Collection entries
┌────────

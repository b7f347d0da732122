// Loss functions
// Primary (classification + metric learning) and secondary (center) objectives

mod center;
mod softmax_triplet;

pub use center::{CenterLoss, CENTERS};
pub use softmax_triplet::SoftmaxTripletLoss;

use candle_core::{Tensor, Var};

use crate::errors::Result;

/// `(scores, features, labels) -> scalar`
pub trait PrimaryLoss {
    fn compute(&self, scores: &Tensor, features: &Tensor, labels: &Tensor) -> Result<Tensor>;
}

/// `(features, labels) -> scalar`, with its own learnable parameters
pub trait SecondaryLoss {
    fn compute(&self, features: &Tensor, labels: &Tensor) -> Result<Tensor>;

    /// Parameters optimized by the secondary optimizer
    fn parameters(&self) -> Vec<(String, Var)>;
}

└────────
┌────────

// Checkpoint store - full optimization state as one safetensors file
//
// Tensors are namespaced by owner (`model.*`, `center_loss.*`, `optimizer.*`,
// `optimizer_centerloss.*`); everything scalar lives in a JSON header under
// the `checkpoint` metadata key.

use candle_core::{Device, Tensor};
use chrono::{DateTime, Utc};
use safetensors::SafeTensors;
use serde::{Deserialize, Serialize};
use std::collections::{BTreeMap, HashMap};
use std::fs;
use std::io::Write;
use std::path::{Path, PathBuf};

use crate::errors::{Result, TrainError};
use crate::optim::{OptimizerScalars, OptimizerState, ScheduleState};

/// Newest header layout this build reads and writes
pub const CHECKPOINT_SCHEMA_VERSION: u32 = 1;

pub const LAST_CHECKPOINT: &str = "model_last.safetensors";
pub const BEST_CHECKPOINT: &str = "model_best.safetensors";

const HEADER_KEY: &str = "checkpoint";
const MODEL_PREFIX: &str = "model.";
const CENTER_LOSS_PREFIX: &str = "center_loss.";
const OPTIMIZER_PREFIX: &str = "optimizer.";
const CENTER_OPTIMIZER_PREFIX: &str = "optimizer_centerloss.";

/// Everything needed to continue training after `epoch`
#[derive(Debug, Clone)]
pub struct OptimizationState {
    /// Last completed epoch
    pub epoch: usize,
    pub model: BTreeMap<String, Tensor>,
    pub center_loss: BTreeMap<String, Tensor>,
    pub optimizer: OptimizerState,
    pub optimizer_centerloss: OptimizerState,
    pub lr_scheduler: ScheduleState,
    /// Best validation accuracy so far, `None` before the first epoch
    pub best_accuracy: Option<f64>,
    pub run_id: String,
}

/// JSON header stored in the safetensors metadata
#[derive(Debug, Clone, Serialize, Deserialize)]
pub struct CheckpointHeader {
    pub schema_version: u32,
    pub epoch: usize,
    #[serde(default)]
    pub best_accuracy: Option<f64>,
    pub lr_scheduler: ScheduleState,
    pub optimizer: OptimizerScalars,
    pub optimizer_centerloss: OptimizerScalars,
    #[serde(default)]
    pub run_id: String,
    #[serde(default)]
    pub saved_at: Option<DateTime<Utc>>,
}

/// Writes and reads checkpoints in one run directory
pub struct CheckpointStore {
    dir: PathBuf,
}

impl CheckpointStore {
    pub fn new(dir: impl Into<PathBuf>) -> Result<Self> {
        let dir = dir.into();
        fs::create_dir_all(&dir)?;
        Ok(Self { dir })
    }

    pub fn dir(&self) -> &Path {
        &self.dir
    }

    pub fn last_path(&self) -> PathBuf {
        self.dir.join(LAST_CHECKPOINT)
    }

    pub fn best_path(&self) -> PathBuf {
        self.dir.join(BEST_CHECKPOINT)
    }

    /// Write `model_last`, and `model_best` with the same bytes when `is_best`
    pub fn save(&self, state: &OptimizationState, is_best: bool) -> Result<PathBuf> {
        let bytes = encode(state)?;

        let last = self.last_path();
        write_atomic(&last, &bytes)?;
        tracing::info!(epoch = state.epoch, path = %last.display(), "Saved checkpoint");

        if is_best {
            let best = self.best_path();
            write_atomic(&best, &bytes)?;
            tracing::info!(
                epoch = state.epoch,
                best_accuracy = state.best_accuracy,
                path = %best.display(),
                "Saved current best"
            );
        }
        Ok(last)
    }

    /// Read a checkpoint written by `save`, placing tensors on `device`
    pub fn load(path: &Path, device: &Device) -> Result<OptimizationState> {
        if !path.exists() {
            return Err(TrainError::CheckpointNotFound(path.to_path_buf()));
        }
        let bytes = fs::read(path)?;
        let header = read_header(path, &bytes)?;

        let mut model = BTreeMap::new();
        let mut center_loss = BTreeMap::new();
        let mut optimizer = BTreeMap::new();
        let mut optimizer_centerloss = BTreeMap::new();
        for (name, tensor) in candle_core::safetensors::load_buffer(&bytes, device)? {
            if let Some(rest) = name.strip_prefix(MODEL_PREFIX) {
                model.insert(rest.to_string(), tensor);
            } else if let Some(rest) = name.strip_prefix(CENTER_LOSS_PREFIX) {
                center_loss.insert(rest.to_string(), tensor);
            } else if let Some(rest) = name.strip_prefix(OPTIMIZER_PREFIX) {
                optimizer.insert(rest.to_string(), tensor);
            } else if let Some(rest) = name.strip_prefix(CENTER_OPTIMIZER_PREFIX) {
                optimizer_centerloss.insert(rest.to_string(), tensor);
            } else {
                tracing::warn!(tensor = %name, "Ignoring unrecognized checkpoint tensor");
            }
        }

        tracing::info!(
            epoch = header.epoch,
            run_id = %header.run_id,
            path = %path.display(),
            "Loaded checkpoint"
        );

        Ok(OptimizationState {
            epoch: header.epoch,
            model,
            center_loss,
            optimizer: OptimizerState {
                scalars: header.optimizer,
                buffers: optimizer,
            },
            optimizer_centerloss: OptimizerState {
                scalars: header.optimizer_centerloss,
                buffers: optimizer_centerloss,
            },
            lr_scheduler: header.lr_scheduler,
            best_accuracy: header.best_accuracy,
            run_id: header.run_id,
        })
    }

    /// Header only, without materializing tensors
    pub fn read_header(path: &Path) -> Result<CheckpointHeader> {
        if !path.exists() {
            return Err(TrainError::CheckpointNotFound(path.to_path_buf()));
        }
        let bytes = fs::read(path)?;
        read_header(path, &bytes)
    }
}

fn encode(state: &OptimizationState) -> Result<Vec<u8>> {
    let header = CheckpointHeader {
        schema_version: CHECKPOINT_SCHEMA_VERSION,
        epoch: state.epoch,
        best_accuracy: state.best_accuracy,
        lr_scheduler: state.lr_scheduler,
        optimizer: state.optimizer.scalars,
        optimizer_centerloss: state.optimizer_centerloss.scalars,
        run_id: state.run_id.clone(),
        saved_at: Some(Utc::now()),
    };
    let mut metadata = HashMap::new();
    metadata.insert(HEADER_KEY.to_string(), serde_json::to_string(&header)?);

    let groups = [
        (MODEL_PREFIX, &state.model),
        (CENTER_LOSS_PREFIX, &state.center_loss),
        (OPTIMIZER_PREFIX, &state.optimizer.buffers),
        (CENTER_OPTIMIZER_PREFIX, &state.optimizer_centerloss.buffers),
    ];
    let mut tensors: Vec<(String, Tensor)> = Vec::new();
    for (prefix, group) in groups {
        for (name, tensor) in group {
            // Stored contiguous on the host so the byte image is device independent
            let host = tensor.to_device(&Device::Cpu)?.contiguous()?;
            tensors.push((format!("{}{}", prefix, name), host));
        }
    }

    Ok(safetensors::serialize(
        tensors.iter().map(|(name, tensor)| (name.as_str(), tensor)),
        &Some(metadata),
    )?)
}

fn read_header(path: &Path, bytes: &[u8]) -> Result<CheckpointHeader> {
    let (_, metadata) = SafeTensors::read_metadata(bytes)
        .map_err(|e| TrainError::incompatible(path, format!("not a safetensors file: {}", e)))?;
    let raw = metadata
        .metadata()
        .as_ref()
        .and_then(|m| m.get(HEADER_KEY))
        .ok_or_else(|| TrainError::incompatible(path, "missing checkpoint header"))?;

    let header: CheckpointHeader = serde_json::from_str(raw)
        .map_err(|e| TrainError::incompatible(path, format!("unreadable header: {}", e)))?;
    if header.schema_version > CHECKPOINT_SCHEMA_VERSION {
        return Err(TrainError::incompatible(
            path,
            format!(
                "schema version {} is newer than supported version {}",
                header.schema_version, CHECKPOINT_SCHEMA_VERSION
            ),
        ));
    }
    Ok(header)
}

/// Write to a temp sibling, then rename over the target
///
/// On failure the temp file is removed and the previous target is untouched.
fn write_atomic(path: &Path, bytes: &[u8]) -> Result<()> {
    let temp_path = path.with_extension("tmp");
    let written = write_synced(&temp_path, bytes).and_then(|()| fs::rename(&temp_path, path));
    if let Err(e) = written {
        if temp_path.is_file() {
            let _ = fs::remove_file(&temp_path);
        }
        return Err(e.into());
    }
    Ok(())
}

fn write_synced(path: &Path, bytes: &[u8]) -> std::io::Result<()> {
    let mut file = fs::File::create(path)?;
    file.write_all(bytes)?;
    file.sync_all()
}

└────────

_TASK BRIEF_
Within the records, in how many lines does the string "display" occur? Give the number and no other text.

_RESPONSE_
3